Over in Ireland, the fight over three strikes has been going on for nearly a decade. Back in 2008, the recording industry sued Eircom, the large Irish ISP, claiming that the company was required by lawto implement a three strikes regime. Eventually, in an effort to avoid legal costs, Eircom caved andagreed to implement a three strikes plan, but with a condition: the recording industry also had to pressure competing ISPs to implement a similar plan so that Eircom customers didn’t go fleeing. The recording industry did just that. The ISPs pushed back and seemed to be vindicated when the Irish Data Protection Commission ruled that a three strikes plan violated consumer privacy, and Irish judges found no legal basis for such rules.
Of course, the recording industry fought back, and a court flat out rejected the Data Protection Commission’s findings, and insisted there wasn’t any privacy issue at all with three strikes.
And, thus, we get back to the lawsuits against ISPs with a judge now ruling against ISP UPC and making some rather astounding statements in the process. The judge, Brian Cregan, appears to have become a true believer in the myths that the recording industry is spreading, and to him “piracy” seems to justify any and all punishment, without any clear concern as to whether or not anyone’s actually broken the law, or whether or not three strikes plans even work. These quotes are fairly astounding:
Mr Justice Cregan said that there was “wholesale theft” taking place on the UPC network. He said that the constitutional rights of “a whole class of persons are not just being infringed but are being destroyed”. The downloading of music for free is destroying the intellectual property rights of creative artists and should be a matter of great concern in any civilised society, he said.

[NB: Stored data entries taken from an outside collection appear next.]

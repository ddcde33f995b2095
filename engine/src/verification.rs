//! Verification engine — the attestation protocol.
//!
//! The engine works on an already-locked proof and registry; making the whole
//! step atomic is the caller's job (see [`crate::ProofMesh::attest`]).

use crate::error::MeshError;
use proofmesh_proofs::Proof;
use proofmesh_registry::VerifierRegistry;
use proofmesh_types::{ActorId, MeshParams, ProofId, ProofStatus, Timestamp};

/// Result of a successful attestation.
#[derive(Clone, Debug, PartialEq, Eq)]
pub struct AttestOutcome {
    pub proof: ProofId,
    /// Attestations on the proof after this one.
    pub attestations: u32,
    /// Status after this attestation.
    pub status: ProofStatus,
    /// Whether this attestation is the one that crossed the threshold.
    pub newly_verified: bool,
    /// Verifier reputation after the increment.
    pub reputation: u64,
}

pub struct VerificationEngine;

impl VerificationEngine {
    /// Record `verifier`'s attestation of `proof`.
    ///
    /// Checks run in a fixed order: authorization, duplicate, active, pending,
    /// expiry. An expired pending proof is moved to `Rejected` and the call
    /// then fails with [`MeshError::Expired`]; that transition is *not* rolled
    /// back.
    pub fn attest(
        &self,
        proof: &mut Proof,
        registry: &mut VerifierRegistry,
        params: &MeshParams,
        verifier: &ActorId,
        now: Timestamp,
    ) -> Result<AttestOutcome, MeshError> {
        if !registry.is_authorized(verifier) {
            tracing::debug!(proof = %proof.id, verifier = %verifier, "attestation from unauthorized actor");
            return Err(MeshError::Unauthorized {
                actor: verifier.to_string(),
                action: "attest proofs",
            });
        }
        if proof.has_attested(verifier) {
            return Err(MeshError::DuplicateAttestation {
                proof: proof.id,
                verifier: verifier.to_string(),
            });
        }
        if !proof.active {
            return Err(MeshError::Inactive(proof.id));
        }
        if !proof.status.accepts_attestations() {
            return Err(MeshError::AlreadyProcessed(proof.id));
        }
        if proof.is_expired(now) {
            proof.reject_expired();
            tracing::warn!(
                proof = %proof.id,
                verifier = %verifier,
                expired_at = ?proof.expires_at,
                "proof expired before reaching threshold; rejected"
            );
            return Err(MeshError::Expired(proof.id));
        }

        let record = registry.record_attestation(verifier, params.reputation_increment)?;
        let reputation = record.reputation;
        let newly_verified =
            proof.push_attestation(verifier.clone(), params.min_verifications, now);

        if newly_verified {
            tracing::info!(
                proof = %proof.id,
                attestations = proof.attestation_count(),
                "proof verified"
            );
        } else {
            tracing::debug!(
                proof = %proof.id,
                verifier = %verifier,
                attestations = proof.attestation_count(),
                "attestation recorded"
            );
        }

        Ok(AttestOutcome {
            proof: proof.id,
            attestations: proof.attestation_count(),
            status: proof.status,
            newly_verified,
            reputation,
        })
    }
}
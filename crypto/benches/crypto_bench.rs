use criterion::{black_box, criterion_group, criterion_main, Criterion};
use proofmesh_types::{ActorId, Fingerprint, Timestamp};

fn blake2b_256_bench(c: &mut Criterion) {
    let data = [0xABu8; 256];

    c.bench_function("blake2b_256_256B", |b| {
        b.iter(|| proofmesh_crypto::blake2b_256(black_box(&data)))
    });
}

fn blake2b_multi_bench(c: &mut Criterion) {
    let parts: Vec<&[u8]> = vec![&[1u8; 32], &[2u8; 64], &[3u8; 128]];

    c.bench_function("blake2b_256_multi_3parts", |b| {
        b.iter(|| proofmesh_crypto::blake2b_256_multi(black_box(&parts)))
    });
}

fn derive_proof_id_bench(c: &mut Criterion) {
    let fingerprint = Fingerprint::new([0x5Au8; 32]);
    let creator = ActorId::new("did:example:issuer");
    let mut seq = 0u64;

    c.bench_function("derive_proof_id", |b| {
        b.iter(|| {
            seq += 1;
            proofmesh_crypto::derive_proof_id(
                black_box(&fingerprint),
                black_box(&creator),
                Timestamp::new(1_700_000_000),
                seq,
            )
        })
    });
}

criterion_group!(
    benches,
    blake2b_256_bench,
    blake2b_multi_bench,
    derive_proof_id_bench
);
criterion_main!(benches);
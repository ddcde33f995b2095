use proptest::prelude::*;

use proofmesh_types::{Fingerprint, ProofId, Timestamp};

proptest! {
    /// ProofId hex roundtrip: to_hex -> from_hex produces the identical id.
    #[test]
    fn proof_id_hex_roundtrip(bytes in prop::array::uniform32(0u8..)) {
        let id = ProofId::new(bytes);
        prop_assert_eq!(ProofId::from_hex(&id.to_hex()).unwrap(), id);
    }

    /// Fingerprint::is_zero is true only for all-zero bytes.
    #[test]
    fn fingerprint_is_zero_correct(bytes in prop::array::uniform32(0u8..)) {
        let fp = Fingerprint::new(bytes);
        prop_assert_eq!(fp.is_zero(), bytes == [0u8; 32]);
    }

    /// ProofId bincode serialization roundtrip.
    #[test]
    fn proof_id_bincode_roundtrip(bytes in prop::array::uniform32(0u8..)) {
        let id = ProofId::new(bytes);
        let encoded = bincode::serialize(&id).unwrap();
        let decoded: ProofId = bincode::deserialize(&encoded).unwrap();
        prop_assert_eq!(decoded, id);
    }

    /// Timestamp ordering: new(a) <= new(b) iff a <= b.
    #[test]
    fn timestamp_ordering(a in 0u64..u64::MAX, b in 0u64..u64::MAX) {
        let ta = Timestamp::new(a);
        let tb = Timestamp::new(b);
        prop_assert_eq!(ta <= tb, a <= b);
        prop_assert_eq!(ta == tb, a == b);
    }

    /// has_passed is strict: a deadline passes only once now is beyond it.
    #[test]
    fn timestamp_has_passed_is_strict(deadline in 0u64..1_000_000, now in 0u64..1_000_000) {
        prop_assert_eq!(Timestamp::new(deadline).has_passed(Timestamp::new(now)), now > deadline);
    }

    /// remaining_until saturates to 0 once the deadline is behind us.
    #[test]
    fn timestamp_remaining_until(base in 0u64..1_000_000, offset in 0u64..1_000_000) {
        let t = Timestamp::new(base);
        prop_assert_eq!(t.remaining_until(Timestamp::new(base + offset)), offset);
        prop_assert_eq!(Timestamp::new(base + offset).remaining_until(t), 0);
    }
}
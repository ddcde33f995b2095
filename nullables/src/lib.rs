//! Nullable infrastructure for deterministic testing.
//!
//! External dependencies of the engine (wall-clock time, notification
//! consumers) are abstracted behind traits or callbacks. This crate provides
//! test-friendly implementations that:
//! - Return deterministic values
//! - Can be controlled programmatically
//! - Never touch the filesystem or network
//!
//! Usage: swap real implementations for nullables in tests.

pub mod clock;
pub mod recorder;

pub use clock::NullClock;
pub use recorder::EventRecorder;
//! Time formatting helpers.

/// Format a duration in seconds to a human-readable string.
pub fn format_duration(secs: u64) -> String {
    if secs < 60 {
        format!("{}s", secs)
    } else if secs < 3600 {
        format!("{}m {}s", secs / 60, secs % 60)
    } else if secs < 86400 {
        format!("{}h {}m", secs / 3600, (secs % 3600) / 60)
    } else {
        format!("{}d {}h", secs / 86400, (secs % 86400) / 3600)
    }
}

#[cfg(test)]
mod tests {
    use super::*;

    #[test]
    fn formats_each_scale() {
        assert_eq!(format_duration(42), "42s");
        assert_eq!(format_duration(125), "2m 5s");
        assert_eq!(format_duration(7_260), "2h 1m");
        assert_eq!(format_duration(90_000), "1d 1h");
    }
}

Except, that’s not true. Copyright infringement and “theft” are two separate (and very different) things. And, no constitutional rights are “being destroyed” at all. If someone’s rights are being harmed via copyright infringement, those individuals or companies have every right to bring legal cases against those who are the ones actually engaging in infringement. Arguing that ISPs should automatically cut people off of the entire internet based merely on accusations (that have a long history of not being accurate) would seem to be “destroying” the due process rights of many more people than any copyright infringement. Besides, I would also think that “a matter of great concern to any civilized society” would be things like “due process” and better enabling communications and access to information for all — like the internet does. But, no. If you happen to download a song you like without paying for it, apparently you should be barred from the internet.
“The current generation of writers, performers and interpreters of music cannot have their livelihoods destroyed by advances in technology which allow persons to breach their constitutional rights with impunity.”

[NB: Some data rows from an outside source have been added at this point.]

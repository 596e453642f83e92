//! Application error type and its HTTP representation.
//!
//! Every failure is recovered at the operation boundary and rendered as a JSON
//! body of the form:
//!
//! ```json
//! { "message": "Object is not a valid Flight.", "exception": "expected value at line 1 column 1" }
//! ```

use axum::{
    Json,
    extract::rejection::PathRejection,
    http::StatusCode,
    response::{IntoResponse, Response},
};
use serde::{Deserialize, Serialize};

/// Message returned when the `{id}` path segment is not an integer.
pub const INVALID_ID_MESSAGE: &str = "Invalid flight id.";

/// JSON error body returned to API consumers.
#[derive(Debug, Clone, Serialize, Deserialize)]
pub struct ErrorBody {
    pub message: String,
    #[serde(default, skip_serializing_if = "Option::is_none")]
    pub exception: Option<String>,
}

#[derive(Debug, thiserror::Error)]
pub enum AppError {
    /// The payload could not be parsed into the expected shape.
    #[error("{message}: {exception}")]
    MalformedInput { message: String, exception: String },

    /// A lookup or replace addressed an id with no matching record.
    #[error("{message}")]
    NotFound {
        message: String,
        exception: Option<String>,
    },

    #[error("{message}")]
    Internal {
        message: String,
        exception: Option<String>,
    },
}

impl AppError {
    pub fn malformed(message: impl Into<String>, exception: impl Into<String>) -> Self {
        Self::MalformedInput {
            message: message.into(),
            exception: exception.into(),
        }
    }

    pub fn not_found(message: impl Into<String>) -> Self {
        Self::NotFound {
            message: message.into(),
            exception: None,
        }
    }

    pub fn internal(message: impl Into<String>, exception: Option<String>) -> Self {
        Self::Internal {
            message: message.into(),
            exception,
        }
    }

    /// HTTP status code this error maps to.
    pub fn status_code(&self) -> StatusCode {
        match self {
            AppError::MalformedInput { .. } => StatusCode::BAD_REQUEST,
            AppError::NotFound { .. } => StatusCode::NOT_FOUND,
            AppError::Internal { .. } => StatusCode::INTERNAL_SERVER_ERROR,
        }
    }

    /// Converts the error into the serializable body without consuming the status.
    pub fn to_error_body(&self) -> ErrorBody {
        match self {
            AppError::MalformedInput { message, exception } => ErrorBody {
                message: message.clone(),
                exception: Some(exception.clone()),
            },
            AppError::NotFound { message, exception }
            | AppError::Internal { message, exception } => ErrorBody {
                message: message.clone(),
                exception: exception.clone(),
            },
        }
    }
}

impl From<PathRejection> for AppError {
    fn from(rejection: PathRejection) -> Self {
        Self::malformed(INVALID_ID_MESSAGE, rejection.body_text())
    }
}

impl IntoResponse for AppError {
    fn into_response(self) -> Response {
        let status = self.status_code();

        if status.is_server_error() {
            tracing::error!(error = %self, "Request failed");
        } else {
            tracing::warn!(error = %self, status = status.as_u16(), "Request rejected");
        }

        (status, Json(self.to_error_body())).into_response()
    }
}

#[cfg(test)]
mod tests {
    use super::*;

    #[test]
    fn test_malformed_maps_to_bad_request() {
        let err = AppError::malformed("Object is not a valid Flight.", "EOF while parsing");

        assert_eq!(err.status_code(), StatusCode::BAD_REQUEST);

        let body = serde_json::to_value(err.to_error_body()).unwrap();
        assert_eq!(body["message"], "Object is not a valid Flight.");
        assert_eq!(body["exception"], "EOF while parsing");
    }

    #[test]
    fn test_not_found_omits_exception() {
        let err = AppError::not_found("Flight 7 does not exist.");

        assert_eq!(err.status_code(), StatusCode::NOT_FOUND);

        let body = serde_json::to_value(err.to_error_body()).unwrap();
        assert_eq!(body["message"], "Flight 7 does not exist.");
        assert!(body.get("exception").is_none());
    }

    #[test]
    fn test_internal_maps_to_server_error() {
        let err = AppError::internal("Store unavailable", None);
        assert_eq!(err.status_code(), StatusCode::INTERNAL_SERVER_ERROR);
    }
}
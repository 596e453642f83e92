#![allow(dead_code)]

use chrono::{TimeZone, Utc};
use flight_service::domain::entities::{Flight, FlightDate, NewFlight};
use flight_service::infrastructure::persistence::InMemoryFlightRepository;
use flight_service::routes::app_router;
use flight_service::state::AppState;
use std::net::SocketAddr;
use std::sync::Arc;

/// Midnight UTC on the given day, rendered as `YYYY-MM-DDT00:00:00Z`.
pub fn date(year: i32, month: u32, day: u32) -> FlightDate {
    Utc.with_ymd_and_hms(year, month, day, 0, 0, 0).unwrap().into()
}

pub fn test_flight(id: i64, from: &str, to: &str) -> Flight {
    NewFlight::new(from, to, date(2024, 1, 1)).with_id(id)
}

/// State over an in-memory store holding `flights`.
pub fn create_test_state(flights: Vec<Flight>) -> (AppState, Arc<InMemoryFlightRepository>) {
    let repo = Arc::new(InMemoryFlightRepository::with_flights(flights));
    let state = AppState::new(repo.clone());
    (state, repo)
}

/// Serves the full router on an ephemeral loopback port and returns its base URL.
pub async fn spawn_server(flights: Vec<Flight>) -> String {
    use axum::ServiceExt;
    use axum::extract::Request;

    let (state, _repo) = create_test_state(flights);
    let app = app_router(state);

    let listener = tokio::net::TcpListener::bind("127.0.0.1:0").await.unwrap();
    let addr: SocketAddr = listener.local_addr().unwrap();

    tokio::spawn(async move {
        axum::serve(listener, ServiceExt::<Request>::into_make_service(app))
            .await
            .unwrap();
    });

    format!("http://{addr}")
}
//! Origin/destination filtering over a snapshot of flight records.
//!
//! # Matching Rules
//!
//! 1. Each present criterion is trimmed of surrounding whitespace
//! 2. The stored field is compared as-is, case-insensitively
//! 3. An absent or empty criterion imposes no constraint
//! 4. Criteria compose with logical AND
//!
//! Output keeps the input order.

use crate::domain::entities::Flight;

/// Optional `from`/`to` pair applied when listing flights.
#[derive(Debug, Clone, Default, PartialEq, Eq)]
pub struct FlightFilter {
    pub from: Option<String>,
    pub to: Option<String>,
}

impl FlightFilter {
    pub fn new(from: Option<String>, to: Option<String>) -> Self {
        Self { from, to }
    }

    /// Returns true if no criterion constrains the result.
    pub fn is_empty(&self) -> bool {
        active(&self.from).is_none() && active(&self.to).is_none()
    }

    /// Returns true if the flight satisfies every present criterion.
    pub fn matches(&self, flight: &Flight) -> bool {
        Matcher::new(self).matches(flight)
    }
}

/// Criteria normalized once per filter call.
struct Matcher {
    from: Option<String>,
    to: Option<String>,
}

impl Matcher {
    fn new(filter: &FlightFilter) -> Self {
        Self {
            from: active(&filter.from).map(normalize),
            to: active(&filter.to).map(normalize),
        }
    }

    fn matches(&self, flight: &Flight) -> bool {
        field_matches(&flight.from, self.from.as_deref())
            && field_matches(&flight.to, self.to.as_deref())
    }
}

/// A criterion is present only when it is non-empty before trimming.
fn active(criterion: &Option<String>) -> Option<&str> {
    criterion.as_deref().filter(|value| !value.is_empty())
}

fn normalize(criterion: &str) -> String {
    criterion.trim().to_lowercase()
}

fn field_matches(field: &str, criterion: Option<&str>) -> bool {
    match criterion {
        Some(expected) => field.to_lowercase() == expected,
        None => true,
    }
}

/// Returns the records that satisfy `criteria`, preserving input order.
pub fn filter(records: Vec<Flight>, criteria: &FlightFilter) -> Vec<Flight> {
    if criteria.is_empty() {
        return records;
    }

    let matcher = Matcher::new(criteria);
    records
        .into_iter()
        .filter(|flight| matcher.matches(flight))
        .collect()
}

#[cfg(test)]
mod tests {
    use super::*;
    use chrono::{TimeZone, Utc};

    fn flight(id: i64, from: &str, to: &str) -> Flight {
        Flight::new(
            id,
            from.to_string(),
            to.to_string(),
            Utc.with_ymd_and_hms(2024, 1, 1, 0, 0, 0).unwrap().into(),
        )
    }

    fn sample() -> Vec<Flight> {
        vec![
            flight(1, "VIE", "LHR"),
            flight(2, "LHR", "JFK"),
            flight(3, "Vie", "CDG"),
            flight(4, "GRZ", "LHR"),
        ]
    }

    fn ids(flights: &[Flight]) -> Vec<i64> {
        flights.iter().map(|f| f.id).collect()
    }

    #[test]
    fn test_empty_filter_returns_everything() {
        let result = filter(sample(), &FlightFilter::default());
        assert_eq!(ids(&result), vec![1, 2, 3, 4]);
    }

    #[test]
    fn test_from_is_case_insensitive() {
        let criteria = FlightFilter::new(Some("vie".to_string()), None);
        let result = filter(sample(), &criteria);
        assert_eq!(ids(&result), vec![1, 3]);
    }

    #[test]
    fn test_to_filter() {
        let criteria = FlightFilter::new(None, Some("lhr".to_string()));
        let result = filter(sample(), &criteria);
        assert_eq!(ids(&result), vec![1, 4]);
    }

    #[test]
    fn test_criteria_compose_with_and() {
        let criteria = FlightFilter::new(Some("VIE".to_string()), Some("CDG".to_string()));
        let result = filter(sample(), &criteria);
        assert_eq!(ids(&result), vec![3]);
    }

    #[test]
    fn test_criterion_is_trimmed() {
        let criteria = FlightFilter::new(Some("  lhr \t".to_string()), None);
        let result = filter(sample(), &criteria);
        assert_eq!(ids(&result), vec![2]);
    }

    #[test]
    fn test_stored_field_is_not_trimmed() {
        let records = vec![flight(1, " VIE", "LHR"), flight(2, "VIE", "LHR")];
        let criteria = FlightFilter::new(Some("VIE".to_string()), None);
        let result = filter(records, &criteria);
        assert_eq!(ids(&result), vec![2]);
    }

    #[test]
    fn test_empty_criterion_is_ignored() {
        let criteria = FlightFilter::new(Some(String::new()), Some(String::new()));
        assert!(criteria.is_empty());

        let result = filter(sample(), &criteria);
        assert_eq!(result.len(), 4);
    }

    #[test]
    fn test_whitespace_criterion_matches_nothing() {
        let criteria = FlightFilter::new(Some("   ".to_string()), None);
        assert!(!criteria.is_empty());

        let result = filter(sample(), &criteria);
        assert!(result.is_empty());
    }

    #[test]
    fn test_no_match_returns_empty() {
        let criteria = FlightFilter::new(Some("SYD".to_string()), None);
        assert!(filter(sample(), &criteria).is_empty());
    }

    #[test]
    fn test_matches_single_flight() {
        let criteria = FlightFilter::new(Some("grz".to_string()), Some("LHR".to_string()));
        assert!(criteria.matches(&flight(9, "GRZ", "lhr")));
        assert!(!criteria.matches(&flight(9, "GRZ", "JFK")));
    }
}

Two points on this. Any realistic look at “the current generation of writers, performers and interpreters of music” would recognize that it is an amazing time to be a creative personbecause of the internet. Thanks to the internet, artists no longer are solely reliant on giant gatekeepers to pick them out of everyone else. Instead, they can use these platforms to create, to connect with fans, to promote, to distribute and to monetize their works. More words are being written, more videos are being filmed and more music is being recorded today than any time in history. It’s difficult to see how one can possibly square that reality with this fantasy world of Judge Cregan’s in which he believes that writers, performers and musicians are in trouble.
The reality is that it’s merely the business models of the old gatekeepers that have been challenged. But that is the nature of the free market. If you cannot keep up with the changing times, you go out of business. But Cregan has apparently decided that the world should always look like it did briefly in the 1980s, and the internet upsets all of that, so clearly, it’s the internet that should go.

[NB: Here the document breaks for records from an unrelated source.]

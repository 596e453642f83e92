//! HTTP server initialization and runtime setup.
//!
//! Handles store creation, seeding, and Axum server lifecycle.

use crate::config::Config;
use crate::domain::repositories::FlightRepository;
use crate::infrastructure::persistence::{InMemoryFlightRepository, seed};
use crate::routes::app_router;
use crate::state::AppState;

use anyhow::{Context, Result};
use axum::ServiceExt;
use axum::extract::Request;
use std::net::SocketAddr;
use std::sync::Arc;

/// Creates the flight store described by `config`.
///
/// The store lives in process memory only; every start begins from the seed
/// set (or empty when seeding is disabled).
pub fn build_repository(config: &Config) -> Arc<dyn FlightRepository> {
    if config.seed_flights {
        let flights = seed::demo_flights();
        tracing::info!(count = flights.len(), "Flight store seeded with demo flights");
        Arc::new(InMemoryFlightRepository::with_flights(flights))
    } else {
        tracing::info!("Flight store starts empty");
        Arc::new(InMemoryFlightRepository::new())
    }
}

/// Runs the HTTP server with the given configuration.
///
/// Serves until Ctrl-C is received, then finishes in-flight requests.
///
/// # Errors
///
/// Returns an error if:
/// - The listen address is invalid
/// - Server bind fails
/// - Server runtime error occurs
pub async fn run(config: Config) -> Result<()> {
    let state = AppState::new(build_repository(&config));
    let app = app_router(state);

    let addr: SocketAddr = config
        .listen_addr
        .parse()
        .with_context(|| format!("Invalid listen address '{}'", config.listen_addr))?;
    let listener = tokio::net::TcpListener::bind(addr)
        .await
        .with_context(|| format!("Failed to bind {addr}"))?;
    tracing::info!("Listening on http://{addr}");

    axum::serve(listener, ServiceExt::<Request>::into_make_service(app))
        .with_graceful_shutdown(shutdown_signal())
        .await?;

    tracing::info!("Server stopped");
    Ok(())
}

async fn shutdown_signal() {
    if let Err(e) = tokio::signal::ctrl_c().await {
        tracing::error!(error = %e, "Failed to listen for shutdown signal");
        std::future::pending::<()>().await;
    }
    tracing::info!("Shutdown signal received, draining connections");
}
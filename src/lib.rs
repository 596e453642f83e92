//! # Flight Service
//!
//! A small flight management service exposing a REST-style CRUD API over an
//! in-memory store, plus a typed client for consuming it.
//!
//! ## Architecture
//!
//! This crate follows Clean Architecture principles with clear layer separation:
//!
//! - **Domain Layer** ([`domain`]) - Flight entity, filtering rules and the store trait
//! - **Application Layer** ([`application`]) - Flight operations built on the store
//! - **Infrastructure Layer** ([`infrastructure`]) - In-memory store and demo seed
//! - **API Layer** ([`api`]) - REST handlers, DTOs, and middleware
//! - **Client** ([`client`]) - HTTP proxy and client-side state
//!
//! ## Endpoints
//!
//! | Method | Path            | Success | Failure             |
//! |--------|-----------------|---------|---------------------|
//! | GET    | `/flights`      | 200     | -                   |
//! | POST   | `/flights`      | 201     | 400 malformed body  |
//! | GET    | `/flights/{id}` | 200     | 400 bad id, 404     |
//! | PUT    | `/flights/{id}` | 200     | 400, 404            |
//! | DELETE | `/flights/{id}` | 204     | - (idempotent)      |
//!
//! ## Quick Start
//!
//! ```bash
//! # Start the service on port 3000 with the demo flights
//! cargo run
//!
//! # Query it
//! cargo run --bin flights -- list --from graz
//! ```
//!
//! ## Configuration
//!
//! Service configuration is loaded from environment variables via [`config::Config`].
//! See [`config`] module for available options.

pub mod api;
pub mod application;
pub mod client;
pub mod domain;
pub mod error;
pub mod infrastructure;
pub mod state;

pub mod config;
pub mod server;

pub mod routes;

pub use error::AppError;
pub use state::AppState;

/// Commonly used types for external consumers.
///
/// Re-exports frequently used types to simplify imports for library users
/// and integration tests.
pub mod prelude {
    pub use crate::api::dto::flight::FlightPayload;
    pub use crate::application::services::FlightService;
    pub use crate::client::{ClientError, FlightApiClient, FlightClient};
    pub use crate::domain::entities::{Flight, FlightDate, NewFlight};
    pub use crate::domain::flight_query::FlightFilter;
    pub use crate::error::AppError;
    pub use crate::infrastructure::persistence::InMemoryFlightRepository;
    pub use crate::state::AppState;
}
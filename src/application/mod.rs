//! Application layer services implementing business logic.
//!
//! This layer orchestrates domain operations by coordinating repository calls
//! and filtering rules. Services consume repository traits and provide a clean
//! API for HTTP handlers.
//!
//! # Available Services
//!
//! - [`services::flight_service::FlightService`] - Flight listing, creation, replacement and deletion

pub mod services;
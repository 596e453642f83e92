//! REST API layer for HTTP request/response handling.
//!
//! This layer translates HTTP requests into domain operations and formats
//! responses according to API contracts.
//!
//! # Modules
//!
//! - [`dto`] - Data Transfer Objects for request/response serialization
//! - [`handlers`] - HTTP request handlers
//! - [`middleware`] - Request processing middleware
//! - [`routes`] - Route configuration and composition

pub mod dto;
pub mod handlers;
pub mod middleware;
pub mod routes;
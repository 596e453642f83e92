//! Errors surfaced by the flight HTTP client.

use reqwest::StatusCode;

use crate::error::ErrorBody;

#[derive(Debug, thiserror::Error)]
pub enum ClientError {
    /// The addressed flight does not exist (404), or the id could not be resolved.
    #[error("Flight not found: {0}")]
    NotFound(String),

    /// The server rejected the request (other 4xx), usually a malformed payload.
    #[error("Bad request: {}", .0.message)]
    BadRequest(ErrorBody),

    #[error("Server error: {0}")]
    Server(StatusCode),

    #[error("Unexpected response status: {0}")]
    UnexpectedStatus(StatusCode),

    /// Connection or decoding failure.
    #[error("Network error: {0}")]
    Network(#[from] reqwest::Error),
}

impl ClientError {
    /// Returns true if the failure is a missing flight.
    pub fn is_not_found(&self) -> bool {
        matches!(self, ClientError::NotFound(_))
    }
}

Not only did Judge Cregan decide that UPC needs to put in place a three strikes plan, but that it should have to cover most of the costs itself, apparently blaming the technology itself for the struggles of the legacy recording industry:
Mr Justice Cregan said the cost of setting up this system had been put at between €800,000 and €940,000, three-quarters of which UPC had argued should be paid for by the music companies.
The judge said however given the music companies’ constitutional rights “are being destroyed” by UPC’s customers, he believed UPC should pay 80 per cent and the music companies the rest.
Cregan is apparently so sure of himself on this issue — despite what appears to be an astounding confusion over what’s actually happening in the world, that he further rejected UPC’s argument that this is a matter for the legislature, not the courts. Instead, Cregan seems to believe that the courts can magically will into place a new regulation kicking people off the internet. He further rejected requests to refer this matter to the European Court of Justice, insisting that his interpretation of the law is plenty.